== Work request ==
Copy out all lines in the data below containing the string "super".
[Opening Provided entries section]
use super::{DayOverflow, PhaseTimeline, Timeline};
use aquaforge_schemas::species::PhaseDurations;

/// The facility is dedicated to one batch at a time, so cycle times add up.
#[derive(Debug, Default)]
pub struct SequentialTimeline {
    elapsed_days: u32,
}

impl Timeline for SequentialTimeline {
    fn place(&mut self, durations: &PhaseDurations) -> Result<Option<PhaseTimeline>, DayOverflow> {
        self.elapsed_days = durations
            .checked_total_days()
            .and_then(|days| self.elapsed_days.checked_add(days))
            .ok_or(DayOverflow)?;
        Ok(None)
    }

    fn total_days(&self) -> u32 {
        self.elapsed_days
    }
}

#[cfg(test)]
mod tests {
    use super::*;
    use crate::schedule::{
        test_support::{meagre, reference_batches, sea_bass, sea_bream},
        SchedulingPolicy,
    };
    use aquaforge_schemas::{batch::Batch, facility::FacilityConfiguration};
    use std::sync::Arc;

    #[test]
    fn totals_are_summed_across_batches() {
        let config = FacilityConfiguration::default();
        let result = SchedulingPolicy::Sequential
            .schedule(&reference_batches(), &config)
            .unwrap();

        // 560 + 530 + 595
        assert_eq!(result.total_cycle_days, 1685);
        let totals: Vec<u32> = result.details.iter().map(|d| d.total_days).collect();
        assert_eq!(totals, vec![560, 530, 595]);
        assert!(result.details.iter().all(|d| d.timeline.is_none()));
        assert_eq!(result.method, SchedulingPolicy::Sequential.label());
    }

    #[test]
    fn order_is_preserved_and_total_is_order_independent() {
        let config = FacilityConfiguration::default();
        let reversed = vec![
            Batch::new(Arc::new(meagre()), 2_400_000),
            Batch::new(Arc::new(sea_bream()), 1_800_000),
            Batch::new(Arc::new(sea_bass()), 1_200_000),
        ];
        let forward = SchedulingPolicy::Sequential
            .schedule(&reference_batches(), &config)
            .unwrap();
        let backward = SchedulingPolicy::Sequential.schedule(&reversed, &config).unwrap();

        assert_eq!(forward.total_cycle_days, backward.total_cycle_days);
        assert_eq!(backward.details[0].species_name, "meagre");
        assert_eq!(backward.details[2].species_name, "sea-bass");
    }

    #[test]
    fn timeline_accumulates_without_markers() {
        let mut timeline = SequentialTimeline::default();
        let durations = sea_bass().phase_durations;
        assert_eq!(timeline.place(&durations), Ok(None));
        assert_eq!(timeline.place(&durations), Ok(None));
        assert_eq!(timeline.total_days(), 1120);
    }

    #[test]
    fn elapsed_days_do_not_wrap() {
        let mut timeline = SequentialTimeline {
            elapsed_days: u32::MAX - 100,
        };
        assert_eq!(timeline.place(&sea_bass().phase_durations), Err(DayOverflow));
        assert_eq!(timeline.total_days(), u32::MAX - 100);
    }
}
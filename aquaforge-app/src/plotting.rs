//! This module is responsible for generating all visualizations from a planning run.

use anyhow::Result;
use aquaforge_core::{planner::PlanOutcome, schedule::ScheduleResult};
use plotters::prelude::*;
use std::path::Path;
use tracing::{info, warn};

const COLORS: [RGBColor; 6] = [BLUE, RED, GREEN, MAGENTA, CYAN, YELLOW];
const ORANGE: RGBColor = RGBColor(255, 140, 0);

/// The main function to generate and save all charts for a planning run.
pub fn generate_all_plots(output_dir: &Path, outcome: &PlanOutcome) -> Result<()> {
    info!("[Plotting] Generating charts from schedule results...");

    if outcome.sequential.details.is_empty() {
        warn!("[Plotting] No batches to plot.");
        return Ok(());
    }

    let comparison = &outcome.comparison;
    plot_bar_chart(
        &output_dir.join("1_cycle_time_comparison.png"),
        "Production Cycle Time",
        "Days",
        &[
            ("Sequential".to_string(), f64::from(comparison.sequential_days)),
            ("Overlapping".to_string(), f64::from(comparison.overlapping_days)),
        ],
    )?;

    let tonnes: Vec<(String, f64)> = outcome
        .sequential
        .details
        .iter()
        .map(|d| (d.species_name.clone(), d.tonnes_produced))
        .collect();
    plot_bar_chart(
        &output_dir.join("2_production_by_species.png"),
        "Production per Species (one cycle)",
        "Tonnes",
        &tonnes,
    )?;

    let survival: Vec<(String, f64)> = outcome
        .sequential
        .details
        .iter()
        .map(|d| (d.species_name.clone(), d.overall_survival_pct))
        .collect();
    plot_bar_chart(
        &output_dir.join("3_overall_survival.png"),
        "Overall Survival Rate",
        "Survival (%)",
        &survival,
    )?;

    plot_overlapping_timeline(output_dir, &outcome.overlapping)?;
    plot_resource_usage(output_dir, &outcome.sequential)?;

    plot_bar_chart(
        &output_dir.join("6_annual_projection.png"),
        "Estimated Annual Production",
        "Tonnes",
        &[
            ("Per cycle".to_string(), comparison.tonnes_per_cycle),
            ("Projected per year".to_string(), comparison.projected_annual_tonnes),
            ("Annual target".to_string(), comparison.annual_target_tonnes),
        ],
    )?;

    info!("[Plotting] Charts have been saved to '{}'.", output_dir.display());
    Ok(())
}

/// Draws one bar per entry, each with its own legend line carrying the value.
fn plot_bar_chart(path: &Path, caption: &str, y_desc: &str, bars: &[(String, f64)]) -> Result<()> {
    let root = BitMapBackend::new(path, (1024, 768)).into_drawing_area();
    root.fill(&WHITE)?;

    let max_value = bars.iter().map(|(_, v)| *v).fold(0.0, f64::max).max(1.0);

    let mut chart = ChartBuilder::on(&root)
        .caption(caption, ("sans-serif", 40).into_font())
        .margin(10)
        .x_label_area_size(30)
        .y_label_area_size(60)
        .build_cartesian_2d(0f64..bars.len() as f64, 0f64..max_value * 1.15)?;

    chart
        .configure_mesh()
        .disable_x_mesh()
        .disable_x_axis()
        .y_desc(y_desc)
        .draw()?;

    for (i, (label, value)) in bars.iter().enumerate() {
        let color = COLORS[i % COLORS.len()];
        let x = i as f64;
        chart
            .draw_series(std::iter::once(Rectangle::new(
                [(x + 0.15, 0.0), (x + 0.85, *value)],
                color.mix(0.7).filled(),
            )))?
            .label(format!("{}: {:.1}", label, value))
            .legend(move |(x, y)| Rectangle::new([(x, y - 5), (x + 15, y + 5)], color.filled()));
    }

    chart
        .configure_series_labels()
        .background_style(&WHITE.mix(0.8))
        .border_style(&BLACK)
        .draw()?;
    root.present()?;
    Ok(())
}

/// Generates a Gantt chart of the overlapping schedule, one row per batch.
fn plot_overlapping_timeline(output_dir: &Path, schedule: &ScheduleResult) -> Result<()> {
    let path = output_dir.join("4_overlapping_timeline.png");
    let root = BitMapBackend::new(&path, (1280, 480)).into_drawing_area();
    root.fill(&WHITE)?;

    let rows = schedule.details.len();
    let names: Vec<String> = schedule.details.iter().map(|d| d.species_name.clone()).collect();

    let mut chart = ChartBuilder::on(&root)
        .caption("Production Timeline (overlapping)", ("sans-serif", 30).into_font())
        .margin(20)
        .x_label_area_size(40)
        .y_label_area_size(260)
        .build_cartesian_2d(0u32..schedule.total_cycle_days.max(1), (0..rows).into_segmented())?;

    chart
        .configure_mesh()
        .x_desc("Day")
        .y_labels(rows)
        .y_label_formatter(&|v| match v {
            SegmentValue::CenterOf(i) => names.get(*i).cloned().unwrap_or_default(),
            _ => String::new(),
        })
        .draw()?;

    let phases = [("Larval", BLUE), ("Pre-growth", GREEN), ("Fattening", ORANGE)];
    for (phase, (label, color)) in phases.into_iter().enumerate() {
        let bars = schedule.details.iter().enumerate().filter_map(|(row, detail)| {
            detail.timeline.map(|t| {
                let (start, end) = match phase {
                    0 => (t.start_day, t.larval_end_day),
                    1 => (t.larval_end_day, t.pregrowth_end_day),
                    _ => (t.pregrowth_end_day, t.fattening_end_day),
                };
                Rectangle::new(
                    [(start, SegmentValue::Exact(row)), (end, SegmentValue::Exact(row + 1))],
                    color.mix(0.7).filled(),
                )
            })
        });
        chart
            .draw_series(bars)?
            .label(label)
            .legend(move |(x, y)| Rectangle::new([(x, y - 5), (x + 15, y + 5)], color.filled()));
    }

    chart
        .configure_series_labels()
        .background_style(&WHITE.mix(0.8))
        .border_style(&BLACK)
        .draw()?;
    root.present()?;
    Ok(())
}

/// Generates grouped bars of tanks and cages per phase, one colour per species.
fn plot_resource_usage(output_dir: &Path, schedule: &ScheduleResult) -> Result<()> {
    let path = output_dir.join("5_resource_usage.png");
    let root = BitMapBackend::new(&path, (1024, 768)).into_drawing_area();
    root.fill(&WHITE)?;

    let groups = ["Larval tanks", "Pre-growth tanks", "Fattening cages"];
    let max_units = schedule
        .details
        .iter()
        .flat_map(|d| [d.larval_tanks, d.pregrowth_tanks, d.fattening_cages])
        .max()
        .unwrap_or(1)
        .max(1) as f64;
    // Room below zero for the group names.
    let label_floor = -max_units * 0.08;

    let mut chart = ChartBuilder::on(&root)
        .caption("Resources Allocated per Batch", ("sans-serif", 40).into_font())
        .margin(10)
        .x_label_area_size(10)
        .y_label_area_size(50)
        .build_cartesian_2d(0f64..groups.len() as f64, label_floor..max_units * 1.15)?;

    chart
        .configure_mesh()
        .disable_x_mesh()
        .disable_x_axis()
        .y_desc("Units")
        .draw()?;

    let width = 0.8 / schedule.details.len() as f64;
    for (i, detail) in schedule.details.iter().enumerate() {
        let color = COLORS[i % COLORS.len()];
        let counts = [detail.larval_tanks, detail.pregrowth_tanks, detail.fattening_cages];
        chart
            .draw_series(counts.into_iter().enumerate().map(|(group, units)| {
                let left = group as f64 + 0.1 + i as f64 * width;
                Rectangle::new([(left, 0.0), (left + width, f64::from(units))], color.mix(0.7).filled())
            }))?
            .label(detail.species_name.clone())
            .legend(move |(x, y)| Rectangle::new([(x, y - 5), (x + 15, y + 5)], color.filled()));
    }

    chart.draw_series(groups.iter().enumerate().map(|(group, name)| {
        Text::new(
            name.to_string(),
            (group as f64 + 0.3, label_floor * 0.3),
            ("sans-serif", 16).into_font(),
        )
    }))?;

    chart
        .configure_series_labels()
        .background_style(&WHITE.mix(0.8))
        .border_style(&BLACK)
        .draw()?;
    root.present()?;
    Ok(())
}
[Closing Provided entries section]
== Task response ==
use super::{DayOverflow, PhaseTimeline, Timeline};
    use super::*;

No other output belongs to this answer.